## INSTRUCTIONS TO FOLLOW
Pick out and copy every line below that has the word "BTreeMap".

Saved data entries:
------------------------------

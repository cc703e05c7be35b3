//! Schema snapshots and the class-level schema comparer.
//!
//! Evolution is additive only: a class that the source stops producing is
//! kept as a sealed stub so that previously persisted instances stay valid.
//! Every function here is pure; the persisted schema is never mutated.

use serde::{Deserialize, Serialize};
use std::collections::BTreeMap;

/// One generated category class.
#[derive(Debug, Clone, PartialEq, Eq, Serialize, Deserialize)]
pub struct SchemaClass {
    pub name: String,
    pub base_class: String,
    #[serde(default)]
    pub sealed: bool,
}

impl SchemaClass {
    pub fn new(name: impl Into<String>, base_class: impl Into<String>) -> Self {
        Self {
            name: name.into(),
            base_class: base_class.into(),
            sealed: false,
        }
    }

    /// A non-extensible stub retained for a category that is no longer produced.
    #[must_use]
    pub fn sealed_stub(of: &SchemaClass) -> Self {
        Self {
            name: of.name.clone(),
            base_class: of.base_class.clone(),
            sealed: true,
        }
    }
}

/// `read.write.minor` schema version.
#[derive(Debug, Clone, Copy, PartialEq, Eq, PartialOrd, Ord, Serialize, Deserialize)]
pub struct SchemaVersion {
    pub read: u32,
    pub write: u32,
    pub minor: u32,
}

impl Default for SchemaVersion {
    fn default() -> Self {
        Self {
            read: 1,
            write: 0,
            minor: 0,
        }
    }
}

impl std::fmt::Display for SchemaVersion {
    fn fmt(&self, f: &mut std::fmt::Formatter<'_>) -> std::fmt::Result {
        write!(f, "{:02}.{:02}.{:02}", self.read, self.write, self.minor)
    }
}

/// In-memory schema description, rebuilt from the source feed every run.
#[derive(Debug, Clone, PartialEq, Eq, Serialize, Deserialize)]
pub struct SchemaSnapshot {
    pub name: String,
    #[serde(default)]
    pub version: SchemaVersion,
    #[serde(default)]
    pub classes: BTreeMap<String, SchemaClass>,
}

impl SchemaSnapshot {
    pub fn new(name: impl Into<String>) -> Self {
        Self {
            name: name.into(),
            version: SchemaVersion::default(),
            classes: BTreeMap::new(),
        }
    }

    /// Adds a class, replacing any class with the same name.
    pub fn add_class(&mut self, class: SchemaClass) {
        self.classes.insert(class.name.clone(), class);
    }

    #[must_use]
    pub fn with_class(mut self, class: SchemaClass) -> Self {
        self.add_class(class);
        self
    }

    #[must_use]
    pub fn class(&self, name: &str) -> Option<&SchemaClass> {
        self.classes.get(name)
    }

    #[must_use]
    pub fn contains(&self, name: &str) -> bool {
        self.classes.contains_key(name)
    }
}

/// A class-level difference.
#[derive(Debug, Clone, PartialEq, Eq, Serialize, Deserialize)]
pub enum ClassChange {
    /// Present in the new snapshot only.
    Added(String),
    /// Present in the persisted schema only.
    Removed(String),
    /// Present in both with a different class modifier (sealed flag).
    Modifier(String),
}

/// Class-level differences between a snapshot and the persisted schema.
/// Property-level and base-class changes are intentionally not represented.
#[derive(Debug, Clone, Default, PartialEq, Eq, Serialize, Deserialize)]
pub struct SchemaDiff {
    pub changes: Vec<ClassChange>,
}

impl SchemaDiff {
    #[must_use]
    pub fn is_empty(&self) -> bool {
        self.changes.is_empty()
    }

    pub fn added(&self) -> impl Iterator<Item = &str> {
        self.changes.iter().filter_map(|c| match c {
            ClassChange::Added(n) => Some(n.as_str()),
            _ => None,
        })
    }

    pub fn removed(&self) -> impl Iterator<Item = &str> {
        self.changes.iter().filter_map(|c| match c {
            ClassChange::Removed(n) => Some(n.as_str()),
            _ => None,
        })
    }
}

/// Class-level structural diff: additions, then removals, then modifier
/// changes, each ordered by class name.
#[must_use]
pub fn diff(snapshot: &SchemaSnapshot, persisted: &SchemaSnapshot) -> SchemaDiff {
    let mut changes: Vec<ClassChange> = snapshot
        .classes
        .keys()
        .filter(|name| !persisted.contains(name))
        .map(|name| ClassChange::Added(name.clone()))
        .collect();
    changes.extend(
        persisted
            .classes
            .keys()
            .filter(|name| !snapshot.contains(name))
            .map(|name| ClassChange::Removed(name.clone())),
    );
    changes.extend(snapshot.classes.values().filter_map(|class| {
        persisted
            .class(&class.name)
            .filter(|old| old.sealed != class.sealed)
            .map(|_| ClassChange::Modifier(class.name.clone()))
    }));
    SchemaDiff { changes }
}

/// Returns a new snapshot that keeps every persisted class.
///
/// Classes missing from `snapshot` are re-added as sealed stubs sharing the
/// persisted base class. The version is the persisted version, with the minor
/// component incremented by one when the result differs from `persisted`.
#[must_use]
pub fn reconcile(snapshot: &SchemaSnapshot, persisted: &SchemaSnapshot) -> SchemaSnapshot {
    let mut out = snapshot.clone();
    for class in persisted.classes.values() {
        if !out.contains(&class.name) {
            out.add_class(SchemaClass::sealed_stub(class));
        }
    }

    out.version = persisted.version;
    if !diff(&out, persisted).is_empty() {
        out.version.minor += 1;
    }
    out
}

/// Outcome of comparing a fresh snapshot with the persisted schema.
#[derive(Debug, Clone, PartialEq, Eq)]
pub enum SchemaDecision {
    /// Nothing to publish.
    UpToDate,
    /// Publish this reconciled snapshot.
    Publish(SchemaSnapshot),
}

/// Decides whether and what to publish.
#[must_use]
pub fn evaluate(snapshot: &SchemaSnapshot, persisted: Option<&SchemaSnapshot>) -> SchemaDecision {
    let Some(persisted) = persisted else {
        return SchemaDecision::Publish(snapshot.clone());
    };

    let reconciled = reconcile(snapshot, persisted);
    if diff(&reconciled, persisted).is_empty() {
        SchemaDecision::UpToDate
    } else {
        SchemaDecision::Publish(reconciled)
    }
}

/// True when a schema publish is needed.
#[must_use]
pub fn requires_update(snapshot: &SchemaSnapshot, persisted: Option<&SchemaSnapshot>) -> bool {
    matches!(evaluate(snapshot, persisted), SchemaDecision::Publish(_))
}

------------------------------

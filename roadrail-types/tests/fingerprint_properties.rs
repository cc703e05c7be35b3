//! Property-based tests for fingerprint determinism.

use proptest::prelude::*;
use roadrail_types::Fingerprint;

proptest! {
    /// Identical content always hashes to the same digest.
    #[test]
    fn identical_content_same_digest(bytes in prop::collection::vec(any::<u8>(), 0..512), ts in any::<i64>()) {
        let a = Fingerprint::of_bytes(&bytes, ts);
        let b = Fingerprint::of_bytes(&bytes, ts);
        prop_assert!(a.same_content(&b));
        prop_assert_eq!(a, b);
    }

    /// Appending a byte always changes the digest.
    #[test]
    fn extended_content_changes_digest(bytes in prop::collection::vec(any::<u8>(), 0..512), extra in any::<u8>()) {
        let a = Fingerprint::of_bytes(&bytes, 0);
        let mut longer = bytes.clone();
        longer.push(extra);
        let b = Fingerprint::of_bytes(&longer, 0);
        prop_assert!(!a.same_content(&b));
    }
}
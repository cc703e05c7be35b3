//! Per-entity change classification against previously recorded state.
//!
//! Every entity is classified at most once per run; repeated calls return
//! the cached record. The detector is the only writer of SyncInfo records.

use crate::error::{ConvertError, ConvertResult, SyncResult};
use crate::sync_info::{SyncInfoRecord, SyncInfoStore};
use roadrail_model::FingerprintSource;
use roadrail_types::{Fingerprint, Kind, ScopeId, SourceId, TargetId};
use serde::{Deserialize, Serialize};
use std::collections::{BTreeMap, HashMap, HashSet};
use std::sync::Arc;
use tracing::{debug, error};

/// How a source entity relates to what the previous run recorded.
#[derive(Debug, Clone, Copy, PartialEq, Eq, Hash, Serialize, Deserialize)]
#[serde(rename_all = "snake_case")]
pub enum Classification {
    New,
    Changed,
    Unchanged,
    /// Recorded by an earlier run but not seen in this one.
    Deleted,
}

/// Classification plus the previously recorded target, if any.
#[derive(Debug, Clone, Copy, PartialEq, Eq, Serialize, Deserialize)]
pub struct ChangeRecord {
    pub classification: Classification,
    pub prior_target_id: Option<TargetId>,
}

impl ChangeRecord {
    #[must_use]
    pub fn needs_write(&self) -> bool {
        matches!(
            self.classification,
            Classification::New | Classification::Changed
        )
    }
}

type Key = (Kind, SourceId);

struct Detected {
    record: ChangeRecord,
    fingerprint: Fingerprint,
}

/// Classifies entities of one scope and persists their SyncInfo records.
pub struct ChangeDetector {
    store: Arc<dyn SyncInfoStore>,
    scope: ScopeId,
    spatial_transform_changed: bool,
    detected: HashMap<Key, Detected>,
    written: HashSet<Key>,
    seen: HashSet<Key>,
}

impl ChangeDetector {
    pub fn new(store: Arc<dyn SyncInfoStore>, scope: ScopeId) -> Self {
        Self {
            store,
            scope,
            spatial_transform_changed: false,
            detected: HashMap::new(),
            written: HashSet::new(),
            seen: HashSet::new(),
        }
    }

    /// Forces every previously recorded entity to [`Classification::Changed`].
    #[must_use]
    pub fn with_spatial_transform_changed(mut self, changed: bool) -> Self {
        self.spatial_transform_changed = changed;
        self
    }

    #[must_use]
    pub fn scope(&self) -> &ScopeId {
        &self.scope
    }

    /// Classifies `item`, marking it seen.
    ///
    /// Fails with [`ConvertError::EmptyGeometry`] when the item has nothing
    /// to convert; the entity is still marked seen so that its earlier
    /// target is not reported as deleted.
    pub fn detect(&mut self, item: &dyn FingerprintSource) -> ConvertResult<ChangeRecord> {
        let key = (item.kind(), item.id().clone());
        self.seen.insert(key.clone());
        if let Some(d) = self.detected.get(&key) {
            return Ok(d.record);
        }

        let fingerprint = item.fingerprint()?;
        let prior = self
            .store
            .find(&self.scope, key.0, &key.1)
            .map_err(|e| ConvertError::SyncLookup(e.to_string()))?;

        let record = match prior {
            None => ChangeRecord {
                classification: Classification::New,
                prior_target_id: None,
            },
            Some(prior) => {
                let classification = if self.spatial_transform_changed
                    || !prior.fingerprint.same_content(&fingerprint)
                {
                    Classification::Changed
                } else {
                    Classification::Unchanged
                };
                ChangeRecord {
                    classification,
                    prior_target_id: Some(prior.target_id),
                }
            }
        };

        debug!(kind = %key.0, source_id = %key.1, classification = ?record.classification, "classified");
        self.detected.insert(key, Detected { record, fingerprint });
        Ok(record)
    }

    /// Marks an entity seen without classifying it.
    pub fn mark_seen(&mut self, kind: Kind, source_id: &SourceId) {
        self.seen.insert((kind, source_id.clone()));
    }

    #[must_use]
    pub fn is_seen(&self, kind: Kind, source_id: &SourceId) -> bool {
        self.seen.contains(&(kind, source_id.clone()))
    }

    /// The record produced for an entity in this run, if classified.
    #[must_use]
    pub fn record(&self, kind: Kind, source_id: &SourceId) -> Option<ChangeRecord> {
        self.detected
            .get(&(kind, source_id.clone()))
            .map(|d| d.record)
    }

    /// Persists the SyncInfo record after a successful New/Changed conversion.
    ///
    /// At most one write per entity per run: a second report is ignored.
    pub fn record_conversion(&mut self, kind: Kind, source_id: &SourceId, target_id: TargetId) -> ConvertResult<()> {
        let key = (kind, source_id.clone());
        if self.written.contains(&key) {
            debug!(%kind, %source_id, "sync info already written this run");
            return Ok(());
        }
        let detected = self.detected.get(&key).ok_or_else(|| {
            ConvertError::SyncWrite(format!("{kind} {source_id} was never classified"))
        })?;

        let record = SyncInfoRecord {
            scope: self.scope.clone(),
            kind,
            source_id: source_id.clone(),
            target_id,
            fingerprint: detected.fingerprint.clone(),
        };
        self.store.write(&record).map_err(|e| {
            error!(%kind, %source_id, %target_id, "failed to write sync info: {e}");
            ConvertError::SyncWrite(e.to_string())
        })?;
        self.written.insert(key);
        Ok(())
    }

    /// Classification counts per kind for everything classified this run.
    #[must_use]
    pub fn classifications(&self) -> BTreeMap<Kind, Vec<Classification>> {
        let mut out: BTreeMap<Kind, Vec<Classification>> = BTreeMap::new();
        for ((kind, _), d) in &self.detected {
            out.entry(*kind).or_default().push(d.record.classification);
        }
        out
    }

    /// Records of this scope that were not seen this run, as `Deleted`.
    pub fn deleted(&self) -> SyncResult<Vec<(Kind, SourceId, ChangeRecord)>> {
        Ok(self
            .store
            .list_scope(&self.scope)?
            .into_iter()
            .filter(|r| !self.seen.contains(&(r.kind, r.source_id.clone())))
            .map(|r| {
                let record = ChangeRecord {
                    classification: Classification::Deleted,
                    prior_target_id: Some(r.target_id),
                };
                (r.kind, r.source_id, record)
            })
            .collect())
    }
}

------------------------------

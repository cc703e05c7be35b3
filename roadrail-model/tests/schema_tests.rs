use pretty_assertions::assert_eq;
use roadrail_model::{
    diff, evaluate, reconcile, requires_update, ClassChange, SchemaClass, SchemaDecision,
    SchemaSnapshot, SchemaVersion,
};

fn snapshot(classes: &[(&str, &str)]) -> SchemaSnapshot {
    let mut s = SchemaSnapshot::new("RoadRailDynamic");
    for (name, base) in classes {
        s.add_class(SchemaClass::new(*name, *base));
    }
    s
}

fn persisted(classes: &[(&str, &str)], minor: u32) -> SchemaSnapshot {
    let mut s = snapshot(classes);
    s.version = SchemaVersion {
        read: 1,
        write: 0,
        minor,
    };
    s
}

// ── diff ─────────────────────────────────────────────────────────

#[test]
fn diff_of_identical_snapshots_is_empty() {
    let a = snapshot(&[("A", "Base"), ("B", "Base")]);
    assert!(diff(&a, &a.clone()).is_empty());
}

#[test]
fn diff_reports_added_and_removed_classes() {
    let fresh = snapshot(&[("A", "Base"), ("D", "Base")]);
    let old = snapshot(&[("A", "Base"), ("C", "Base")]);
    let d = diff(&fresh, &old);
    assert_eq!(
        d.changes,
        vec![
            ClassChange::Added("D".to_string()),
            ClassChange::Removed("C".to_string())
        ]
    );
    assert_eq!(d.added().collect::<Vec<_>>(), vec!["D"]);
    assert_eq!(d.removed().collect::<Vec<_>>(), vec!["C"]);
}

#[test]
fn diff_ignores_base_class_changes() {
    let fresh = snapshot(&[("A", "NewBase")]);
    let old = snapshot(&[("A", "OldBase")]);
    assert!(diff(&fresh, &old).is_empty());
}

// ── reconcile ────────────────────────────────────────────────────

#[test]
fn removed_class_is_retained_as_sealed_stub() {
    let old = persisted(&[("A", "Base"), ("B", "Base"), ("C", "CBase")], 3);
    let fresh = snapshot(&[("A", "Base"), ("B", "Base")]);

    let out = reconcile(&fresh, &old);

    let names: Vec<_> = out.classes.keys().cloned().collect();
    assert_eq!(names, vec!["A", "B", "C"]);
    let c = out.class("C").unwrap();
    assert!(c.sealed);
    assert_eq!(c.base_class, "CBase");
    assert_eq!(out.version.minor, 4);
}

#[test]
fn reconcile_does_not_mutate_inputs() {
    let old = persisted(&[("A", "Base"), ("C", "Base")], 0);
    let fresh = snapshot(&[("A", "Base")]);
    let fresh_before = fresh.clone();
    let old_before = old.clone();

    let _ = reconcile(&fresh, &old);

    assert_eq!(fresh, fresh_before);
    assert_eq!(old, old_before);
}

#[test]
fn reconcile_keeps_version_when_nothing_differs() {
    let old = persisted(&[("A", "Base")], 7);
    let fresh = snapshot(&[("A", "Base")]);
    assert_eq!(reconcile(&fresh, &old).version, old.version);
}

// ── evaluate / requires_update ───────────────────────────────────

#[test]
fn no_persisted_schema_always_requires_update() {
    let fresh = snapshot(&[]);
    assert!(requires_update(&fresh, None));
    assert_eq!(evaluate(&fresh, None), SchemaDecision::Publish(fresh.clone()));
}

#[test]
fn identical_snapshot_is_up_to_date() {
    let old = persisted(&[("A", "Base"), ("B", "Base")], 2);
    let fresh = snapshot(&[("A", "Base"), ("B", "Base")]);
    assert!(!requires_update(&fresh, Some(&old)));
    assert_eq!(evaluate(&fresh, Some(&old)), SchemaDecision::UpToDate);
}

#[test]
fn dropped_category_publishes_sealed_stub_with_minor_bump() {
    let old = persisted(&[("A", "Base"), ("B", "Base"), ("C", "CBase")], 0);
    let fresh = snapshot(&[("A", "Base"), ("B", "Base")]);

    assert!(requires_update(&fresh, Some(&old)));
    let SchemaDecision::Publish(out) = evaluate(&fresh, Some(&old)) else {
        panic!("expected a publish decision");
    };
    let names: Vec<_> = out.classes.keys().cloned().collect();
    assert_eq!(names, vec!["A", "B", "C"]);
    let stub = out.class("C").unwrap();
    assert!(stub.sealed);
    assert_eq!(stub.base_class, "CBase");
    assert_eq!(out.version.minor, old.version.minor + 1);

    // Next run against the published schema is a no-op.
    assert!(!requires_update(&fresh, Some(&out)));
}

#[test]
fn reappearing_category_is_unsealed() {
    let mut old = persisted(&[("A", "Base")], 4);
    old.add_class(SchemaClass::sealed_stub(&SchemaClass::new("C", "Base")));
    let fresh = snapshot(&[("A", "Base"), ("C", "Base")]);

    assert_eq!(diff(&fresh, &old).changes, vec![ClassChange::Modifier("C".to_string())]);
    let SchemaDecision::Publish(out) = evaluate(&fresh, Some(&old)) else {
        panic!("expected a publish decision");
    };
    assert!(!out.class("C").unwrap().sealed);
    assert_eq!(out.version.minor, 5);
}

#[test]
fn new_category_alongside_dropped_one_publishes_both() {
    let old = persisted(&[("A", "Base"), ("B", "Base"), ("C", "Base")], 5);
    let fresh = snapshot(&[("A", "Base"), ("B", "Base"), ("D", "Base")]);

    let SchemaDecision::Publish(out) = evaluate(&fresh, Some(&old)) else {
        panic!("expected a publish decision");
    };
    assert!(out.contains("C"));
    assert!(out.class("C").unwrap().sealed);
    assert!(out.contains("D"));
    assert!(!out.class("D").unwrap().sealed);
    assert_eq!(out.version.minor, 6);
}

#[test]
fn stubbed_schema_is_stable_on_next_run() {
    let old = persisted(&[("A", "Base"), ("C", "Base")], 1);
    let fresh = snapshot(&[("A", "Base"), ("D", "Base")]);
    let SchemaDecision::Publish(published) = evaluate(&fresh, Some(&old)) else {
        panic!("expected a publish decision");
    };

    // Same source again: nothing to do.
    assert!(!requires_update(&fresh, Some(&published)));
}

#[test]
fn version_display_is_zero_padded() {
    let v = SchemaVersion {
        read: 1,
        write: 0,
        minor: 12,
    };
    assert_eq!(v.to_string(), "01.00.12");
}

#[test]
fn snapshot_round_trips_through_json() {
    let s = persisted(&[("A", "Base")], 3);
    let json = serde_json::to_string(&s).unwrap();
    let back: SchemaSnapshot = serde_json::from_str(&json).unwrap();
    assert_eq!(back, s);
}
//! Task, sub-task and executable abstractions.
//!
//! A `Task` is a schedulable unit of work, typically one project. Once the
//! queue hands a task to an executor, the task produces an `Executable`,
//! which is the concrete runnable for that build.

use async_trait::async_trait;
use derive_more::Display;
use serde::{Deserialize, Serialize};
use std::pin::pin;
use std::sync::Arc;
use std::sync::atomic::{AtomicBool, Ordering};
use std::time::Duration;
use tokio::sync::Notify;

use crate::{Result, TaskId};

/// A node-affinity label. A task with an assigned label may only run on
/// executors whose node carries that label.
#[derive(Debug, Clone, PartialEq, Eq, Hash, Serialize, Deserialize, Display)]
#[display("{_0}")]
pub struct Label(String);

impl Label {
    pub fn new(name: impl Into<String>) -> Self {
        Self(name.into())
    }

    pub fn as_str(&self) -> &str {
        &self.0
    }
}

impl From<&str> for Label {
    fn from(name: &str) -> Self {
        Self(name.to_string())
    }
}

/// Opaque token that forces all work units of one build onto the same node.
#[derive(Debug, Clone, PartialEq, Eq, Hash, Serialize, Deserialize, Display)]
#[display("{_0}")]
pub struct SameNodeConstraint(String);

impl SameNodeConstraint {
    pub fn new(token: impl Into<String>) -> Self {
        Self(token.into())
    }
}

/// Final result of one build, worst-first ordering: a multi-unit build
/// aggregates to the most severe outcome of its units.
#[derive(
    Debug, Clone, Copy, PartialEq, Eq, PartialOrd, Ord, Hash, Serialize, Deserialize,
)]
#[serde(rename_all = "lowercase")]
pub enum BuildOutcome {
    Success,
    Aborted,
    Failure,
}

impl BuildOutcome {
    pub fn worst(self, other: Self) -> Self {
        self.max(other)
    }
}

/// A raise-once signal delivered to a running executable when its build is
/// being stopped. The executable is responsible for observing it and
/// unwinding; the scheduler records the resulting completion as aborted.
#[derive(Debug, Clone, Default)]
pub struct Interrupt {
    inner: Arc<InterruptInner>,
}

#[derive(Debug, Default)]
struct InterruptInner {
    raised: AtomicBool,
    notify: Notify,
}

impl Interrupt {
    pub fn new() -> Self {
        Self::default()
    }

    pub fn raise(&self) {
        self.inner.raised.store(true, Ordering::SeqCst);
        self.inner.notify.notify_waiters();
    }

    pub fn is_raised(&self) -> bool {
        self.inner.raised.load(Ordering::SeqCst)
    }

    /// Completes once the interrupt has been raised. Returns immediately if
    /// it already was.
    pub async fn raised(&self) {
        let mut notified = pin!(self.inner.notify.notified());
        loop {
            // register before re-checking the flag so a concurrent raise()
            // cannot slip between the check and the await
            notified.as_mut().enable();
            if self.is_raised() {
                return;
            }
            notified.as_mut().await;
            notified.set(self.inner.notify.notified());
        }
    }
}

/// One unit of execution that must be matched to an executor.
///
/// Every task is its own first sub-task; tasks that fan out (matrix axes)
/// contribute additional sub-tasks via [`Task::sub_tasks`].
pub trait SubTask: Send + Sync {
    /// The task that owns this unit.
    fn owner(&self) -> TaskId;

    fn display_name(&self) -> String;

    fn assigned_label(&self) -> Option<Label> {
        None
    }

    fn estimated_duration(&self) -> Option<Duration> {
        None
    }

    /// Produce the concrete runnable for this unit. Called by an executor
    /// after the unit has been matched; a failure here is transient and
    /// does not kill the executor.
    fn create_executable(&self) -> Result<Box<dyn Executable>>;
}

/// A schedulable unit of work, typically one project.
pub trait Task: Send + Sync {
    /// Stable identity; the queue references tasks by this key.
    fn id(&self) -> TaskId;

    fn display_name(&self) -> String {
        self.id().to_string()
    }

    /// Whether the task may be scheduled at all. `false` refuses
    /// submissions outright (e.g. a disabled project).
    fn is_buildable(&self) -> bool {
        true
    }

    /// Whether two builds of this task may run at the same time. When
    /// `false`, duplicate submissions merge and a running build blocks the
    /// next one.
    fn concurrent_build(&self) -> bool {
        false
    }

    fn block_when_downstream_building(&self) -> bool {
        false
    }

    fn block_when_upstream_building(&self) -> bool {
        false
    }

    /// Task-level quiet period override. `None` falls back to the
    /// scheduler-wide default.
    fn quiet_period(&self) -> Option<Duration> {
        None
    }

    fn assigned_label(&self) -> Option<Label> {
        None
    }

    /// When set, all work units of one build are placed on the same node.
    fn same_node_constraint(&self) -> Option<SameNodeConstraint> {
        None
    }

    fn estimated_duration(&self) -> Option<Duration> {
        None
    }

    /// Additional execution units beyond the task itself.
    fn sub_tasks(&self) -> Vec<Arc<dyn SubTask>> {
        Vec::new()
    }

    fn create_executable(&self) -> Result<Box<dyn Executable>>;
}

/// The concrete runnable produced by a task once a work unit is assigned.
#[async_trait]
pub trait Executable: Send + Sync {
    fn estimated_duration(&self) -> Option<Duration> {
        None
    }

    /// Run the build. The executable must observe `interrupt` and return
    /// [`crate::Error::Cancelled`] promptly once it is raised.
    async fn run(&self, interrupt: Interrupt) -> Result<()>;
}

------------------------------

## PROBLEM SOLUTION
use std::collections::BTreeMap;
    pub classes: BTreeMap<String, SchemaClass>,
            classes: BTreeMap::new(),
use std::collections::{BTreeMap, HashMap, HashSet};
    pub fn classifications(&self) -> BTreeMap<Kind, Vec<Classification>> {
        let mut out: BTreeMap<Kind, Vec<Classification>> = BTreeMap::new();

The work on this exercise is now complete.